■ **The task**:
Provide the entries once more, identical in every word.

■ **Input material**:
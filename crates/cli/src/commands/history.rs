//! History query command

use anyhow::{Context, Result};
use chrono::{Duration, Utc};
use tabled::Tabled;

use crate::client::{ApiClient, HistoryResponse};
use crate::output::{color_outcome, format_value, print_info, print_table, OutputFormat};

/// Row for the history table
#[derive(Tabled, serde::Serialize)]
struct HistoryRow {
    #[tabled(rename = "Applied At")]
    applied_at: String,
    #[tabled(rename = "Type")]
    incident_type: String,
    #[tabled(rename = "Action")]
    action: String,
    #[tabled(rename = "Old")]
    old_value: String,
    #[tabled(rename = "New")]
    new_value: String,
    #[tabled(rename = "Outcome")]
    outcome: String,
    #[tabled(rename = "Reason")]
    reason_code: String,
}

/// Parse a compact duration like "30m", "24h" or "7d"
pub fn parse_since(raw: &str) -> Result<Duration> {
    let raw = raw.trim();
    let (number, unit) = raw.split_at(raw.len().saturating_sub(1));
    let count: i64 = number
        .parse()
        .with_context(|| format!("Invalid duration '{}'", raw))?;

    match unit {
        "m" => Ok(Duration::minutes(count)),
        "h" => Ok(Duration::hours(count)),
        "d" => Ok(Duration::days(count)),
        _ => anyhow::bail!("Invalid duration '{}', expected e.g. 30m, 24h or 7d", raw),
    }
}

/// Fetch and display remediation history for a workload
pub async fn get_history(
    client: &ApiClient,
    workload: &str,
    kind: &str,
    since: &str,
    format: OutputFormat,
) -> Result<()> {
    let (namespace, name) = workload
        .split_once('/')
        .with_context(|| format!("Invalid workload '{}', expected namespace/name", workload))?;

    let since_at = Utc::now() - parse_since(since)?;
    let path = format!(
        "api/v1/history/{}/{}?kind={}&since={}",
        namespace,
        name,
        kind,
        since_at.to_rfc3339()
    );

    let response: HistoryResponse = client.get(&path).await?;

    if response.records.is_empty() {
        print_info(&format!(
            "No remediation history for {}/{} in the last {}",
            namespace, name, since
        ));
        return Ok(());
    }

    let rows: Vec<HistoryRow> = response
        .records
        .iter()
        .map(|r| HistoryRow {
            applied_at: r.applied_at.clone(),
            incident_type: r.incident_type.clone(),
            action: r.action_kind.clone(),
            old_value: format_value(&r.old_value),
            new_value: format_value(&r.new_value),
            outcome: color_outcome(&r.outcome),
            reason_code: r.reason_code.clone(),
        })
        .collect();

    print_table(&rows, format);

    Ok(())
}

#[cfg(test)]
mod tests {
    use super::*;

    #[test]
    fn test_parse_since() {
        assert_eq!(parse_since("30m").unwrap(), Duration::minutes(30));
        assert_eq!(parse_since("24h").unwrap(), Duration::hours(24));
        assert_eq!(parse_since("7d").unwrap(), Duration::days(7));
    }

    #[test]
    fn test_parse_since_invalid() {
        assert!(parse_since("24x").is_err());
        assert!(parse_since("h").is_err());
        assert!(parse_since("").is_err());
    }
}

■ **Exercise answer**:
filename crates/cli/src/commands/history.rs
//! History query command

use anyhow::{Context, Result};
use chrono::{Duration, Utc};
use tabled::Tabled;

use crate::client::{ApiClient, HistoryResponse};
use crate::output::{color_outcome, format_value, print_info, print_table, OutputFormat};

/// Row for the history table
#[derive(Tabled, serde::Serialize)]
struct HistoryRow {
    #[tabled(rename = "Applied At")]
    applied_at: String,
    #[tabled(rename = "Type")]
    incident_type: String,
    #[tabled(rename = "Action")]
    action: String,
    #[tabled(rename = "Old")]
    old_value: String,
    #[tabled(rename = "New")]
    new_value: String,
    #[tabled(rename = "Outcome")]
    outcome: String,
    #[tabled(rename = "Reason")]
    reason_code: String,
}

/// Parse a compact duration like "30m", "24h" or "7d"
pub fn parse_since(raw: &str) -> Result<Duration> {
    let raw = raw.trim();
    let (number, unit) = raw.split_at(raw.len().saturating_sub(1));
    let count: i64 = number
        .parse()
        .with_context(|| format!("Invalid duration '{}'", raw))?;

    match unit {
        "m" => Ok(Duration::minutes(count)),
        "h" => Ok(Duration::hours(count)),
        "d" => Ok(Duration::days(count)),
        _ => anyhow::bail!("Invalid duration '{}', expected e.g. 30m, 24h or 7d", raw),
    }
}

/// Fetch and display remediation history for a workload
pub async fn get_history(
    client: &ApiClient,
    workload: &str,
    kind: &str,
    since: &str,
    format: OutputFormat,
) -> Result<()> {
    let (namespace, name) = workload
        .split_once('/')
        .with_context(|| format!("Invalid workload '{}', expected namespace/name", workload))?;

    let since_at = Utc::now() - parse_since(since)?;
    let path = format!(
        "api/v1/history/{}/{}?kind={}&since={}",
        namespace,
        name,
        kind,
        since_at.to_rfc3339()
    );

    let response: HistoryResponse = client.get(&path).await?;

    if response.records.is_empty() {
        print_info(&format!(
            "No remediation history for {}/{} in the last {}",
            namespace, name, since
        ));
        return Ok(());
    }

    let rows: Vec<HistoryRow> = response
        .records
        .iter()
        .map(|r| HistoryRow {
            applied_at: r.applied_at.clone(),
            incident_type: r.incident_type.clone(),
            action: r.action_kind.clone(),
            old_value: format_value(&r.old_value),
            new_value: format_value(&r.new_value),
            outcome: color_outcome(&r.outcome),
            reason_code: r.reason_code.clone(),
        })
        .collect();

    print_table(&rows, format);

    Ok(())
}

#[cfg(test)]
mod tests {
    use super::*;

    #[test]
    fn test_parse_since() {
        assert_eq!(parse_since("30m").unwrap(), Duration::minutes(30));
        assert_eq!(parse_since("24h").unwrap(), Duration::hours(24));
        assert_eq!(parse_since("7d").unwrap(), Duration::days(7));
    }

    #[test]
    fn test_parse_since_invalid() {
        assert!(parse_since("24x").is_err());
        assert!(parse_since("h").is_err());
        assert!(parse_since("").is_err());
    }
}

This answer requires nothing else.